The United States military said it had struck and destroyed a surface-to-air missile on Wednesday that Iranian-backed Houthi militants were preparing to launch from Yemen.

“U.S. forces identified the missile in Houthi-controlled areas of Yemen and determined that it presented an imminent threat to U.S. aircraft operating in the region,” the U.S. Central Command said in a statement.

The United States also used F-18 super hornets to bomb 10 unmanned drones in western Yemen that had been preparing to launch, a U.S. official said, confirming a report from a CBS journalist.

The United States has launched at least a dozen strikes against targets in Yemen since Jan. 11 in response to Houthi attacks on vessels in the Red Sea and the Gulf of Aden, most of them intended to destroy missiles and launchers capable of damaging ships.

The Houthis, an armed Shiite group that controls the west of Yemen, say they are attacking ships in solidarity with Palestinians who have been killed in an Israeli offensive against another Iran-backed militia, Hamas, which controlled the Gaza Strip. The Houthis and Hamas share the goal of destroying Israel.

The Houthis have mounted more than 30 attacks, hijacking one ship and damaging others. Last week, one of its missiles set fire to an oil tanker, the Marlin Luanda, which sailed under the flag of the Marshall Islands and is owned by a Bermuda company.

A U.S. official said that Wednesday’s strike on the Houthi surface-to-air missile was not part of the campaign that President Biden has approved to retaliate against other Iranian-backed militias in Iraq that the United States blamed for the attack in Jordan on Sunday that killed three American service members.

The U.S. strike on Wednesday came a day after another missile launched from the area in Yemen controlled by the group flew in the direction of the U.S. destroyer Gravely before it was shot down, the military said.

On Wednesday, the Houthis published a statement claiming they had fired several missiles at an American destroyer in the Red Sea. The group promised to continue attacks aimed at crippling navigation in the Red Sea and the Gulf of Aden “until a cease-fire is achieved in — and food and medicine are allowed in — to the besieged Palestinian people of the Gaza Strip.”

Eric Schmitt contributed reporting.

Chicago becomes the largest U.S. city to approve a cease-fire resolution.

The Chicago City Council voted on Wednesday to approve a resolution calling for an immediate cease-fire in the war between Israel and Hamas, making it the largest city in the United States to do so.

Mayor Brandon Johnson broke a 23-to-23 tie to ensure passage of the resolution.

Before the council discussion, residents and activists spoke passionately about their support of a cease-fire, cheering and clapping for their peers.
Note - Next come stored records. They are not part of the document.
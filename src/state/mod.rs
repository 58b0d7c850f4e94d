pub mod client;
pub mod identity;
pub mod mirror;
pub mod phase;
pub mod placement;
mod sse;

use std::sync::Arc;

use tokio::sync::{Mutex, MutexGuard, RwLock, watch};
use tracing::warn;

use crate::{config::AppConfig, dao::session_store::SessionStore};

pub use self::sse::SseHub;
use self::{
    client::ClientSession,
    identity::{IdentityStore, LocalIdentity},
};

pub type SharedState = Arc<AppState>;

const SSE_CAPACITY: usize = 32;

/// Central application state: the participant's client session and the
/// collaborators it talks to.
pub struct AppState {
    store: Arc<dyn SessionStore>,
    identity: Arc<dyn IdentityStore>,
    config: AppConfig,
    client: RwLock<ClientSession>,
    sse: SseHub,
    degraded: watch::Sender<bool>,
    command_gate: Mutex<()>,
}

impl AppState {
    /// Construct a new [`AppState`] wrapped in an [`Arc`] so it can be cloned cheaply.
    ///
    /// The cached identity is restored immediately; the state stays degraded
    /// until the sync loop completes its first fetch.
    pub fn new(
        store: Arc<dyn SessionStore>,
        identity: Arc<dyn IdentityStore>,
        config: AppConfig,
    ) -> SharedState {
        let (degraded_tx, _rx) = watch::channel(true);
        let client = ClientSession::restore(identity.load());
        Arc::new(Self {
            store,
            identity,
            config,
            client: RwLock::new(client),
            sse: SseHub::new(SSE_CAPACITY),
            degraded: degraded_tx,
            command_gate: Mutex::new(()),
        })
    }

    /// Remote session store.
    pub fn store(&self) -> &Arc<dyn SessionStore> {
        &self.store
    }

    /// Durable cache of the participant identity.
    pub fn identity_store(&self) -> &Arc<dyn IdentityStore> {
        &self.identity
    }

    /// Marker palette and quadrant colors.
    pub fn config(&self) -> &AppConfig {
        &self.config
    }

    /// Broadcast hub used for the view SSE stream.
    pub fn sse(&self) -> &SseHub {
        &self.sse
    }

    /// Run `f` against a read-only view of the client session.
    pub async fn read_client<F, T>(&self, f: F) -> T
    where
        F: FnOnce(&ClientSession) -> T,
    {
        let guard = self.client.read().await;
        f(&guard)
    }

    /// Run `f` against the client session with write access.
    pub async fn with_client_mut<F, T>(&self, f: F) -> T
    where
        F: FnOnce(&mut ClientSession) -> T,
    {
        let mut guard = self.client.write().await;
        f(&mut guard)
    }

    /// Serialise commands that write to the store.
    ///
    /// The client lock is never held across a store round-trip; this gate
    /// keeps two commands from interleaving their local folds instead.
    pub async fn lock_commands(&self) -> MutexGuard<'_, ()> {
        self.command_gate.lock().await
    }

    /// Write the identity to the cache; failures are logged, not returned.
    pub fn persist_identity(&self, identity: &LocalIdentity) {
        if let Err(err) = self.identity.save(identity) {
            warn!(error = %err, "failed to persist participant identity");
        }
    }

    /// Current degraded flag.
    pub fn is_degraded(&self) -> bool {
        *self.degraded.borrow()
    }

    /// Update the degraded flag, returning whether it changed.
    pub fn update_degraded(&self, value: bool) -> bool {
        self.degraded.send_if_modified(|current| {
            if *current == value {
                false
            } else {
                *current = value;
                true
            }
        })
    }
}
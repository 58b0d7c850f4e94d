use serde::{Deserialize, Serialize};
use std::time::SystemTime;
use uuid::Uuid;

/// Identifier of the single shared session row.
pub const SESSION_ID: u32 = 1;

/// A participant's stored marker, one row per participant name.
#[derive(Debug, Clone, Serialize, Deserialize, PartialEq)]
pub struct PlacementEntity {
    /// Opaque row identifier assigned by the store when the row is first created.
    pub id: Uuid,
    /// Participant display name, unique across live rows.
    pub name: String,
    /// Horizontal position in `[0, 1]`, 0 being the left edge.
    pub x: f64,
    /// Vertical position in `[0, 1]`, 0 being the top edge.
    pub y: f64,
    /// Creation timestamp of the row.
    pub created_at: SystemTime,
}

/// Write payload for an upsert keyed by participant name.
#[derive(Debug, Clone, PartialEq)]
pub struct PlacementDraft {
    /// Conflict key of the upsert.
    pub name: String,
    /// Horizontal position, already clamped by the caller.
    pub x: f64,
    /// Vertical position, already clamped by the caller.
    pub y: f64,
}

/// The shared session singleton.
#[derive(Debug, Clone, Copy, Serialize, Deserialize, PartialEq, Eq)]
pub struct SessionEntity {
    /// Always [`SESSION_ID`].
    pub id: u32,
    /// Whether every placement is visible to every participant.
    pub revealed: bool,
}

impl SessionEntity {
    /// A session row that has not been revealed yet.
    pub fn hidden() -> Self {
        Self {
            id: SESSION_ID,
            revealed: false,
        }
    }
}

/// Partial update applied to the session singleton.
#[derive(Debug, Clone, Copy, PartialEq, Eq)]
pub struct SessionPatch {
    /// New value of the reveal flag.
    pub revealed: bool,
}

/// Tables exposed by the remote session store.
#[derive(Debug, Clone, Copy, PartialEq, Eq, Hash)]
pub enum Table {
    /// One row per participant placement.
    Placements,
    /// The session singleton.
    Session,
}

/// Change notification for the placements table.
///
/// Each variant carries only the row the notification guarantees: the new row
/// for inserts and updates, the old row for deletes.
#[derive(Debug, Clone, PartialEq)]
pub enum PlacementChange {
    /// A row was created.
    Inserted(PlacementEntity),
    /// An existing row was overwritten.
    Updated(PlacementEntity),
    /// A row was removed; carries the row as it was before deletion.
    Deleted(PlacementEntity),
}

/// Change notification delivered by a store subscription.
#[derive(Debug, Clone, PartialEq)]
pub enum ChangeEvent {
    /// A placements table change.
    Placement(PlacementChange),
    /// The session singleton was updated; carries the new row.
    Session(SessionEntity),
}

impl ChangeEvent {
    /// Table this change belongs to.
    pub fn table(&self) -> Table {
        match self {
            ChangeEvent::Placement(_) => Table::Placements,
            ChangeEvent::Session(_) => Table::Session,
        }
    }
}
Mr. Johnson at one point cleared the council chamber to lower the volume of dissent while Debra Silverstein, the council’s only Jewish member, spoke in opposition to the resolution.

Similar debates have played out in communities nationwide as the passions ignited by the war in Gaza have reverberated through American politics. But the issue has been particularly contentious in Chicago and its suburbs. On Tuesday, hundreds of Chicago Public School students walked out of class in support of the resolution.

“You serve a county that is home to the largest population of Palestinians in America, Palestinians who have been here because they were exiled for the last 75 years,” a resident said during the public-comment session that preceded the council discussion and vote. “For four months, you’ve heard us loud and clear, and it’s a shame that it’s taken this long.”

The Rev. Jesse L. Jackson, the civil rights activist, attended the meeting in support of the resolution. He is one of many Black religious leaders across the country who have called on President Biden for a cease-fire.

Alderman Daniel La Spata, a sponsor on the resolution, acknowledged on Wednesday that the city’s vote would not directly affect international policy.

“We vote with solidarity,” Mr. La Spata said. “We vote to help people feel heard in a world of silence.”

But despite the emotions surrounding the issue, council members held a largely restrained and respectful discussion.

“I think some of the arguments here on the floor defy some logic,” Alderman Byron Sigcho-Lopez said, adding: “We all want peace, as we said, but how can we want peace and be against cease-fire?”

The topic has been contentious among city leadership since the Oct. 7 attacks. Ms. Silverstein won passage of a resolution condemning Hamas a week after the attack, and on Wednesday she lamented that similar language was not part of this resolution as well.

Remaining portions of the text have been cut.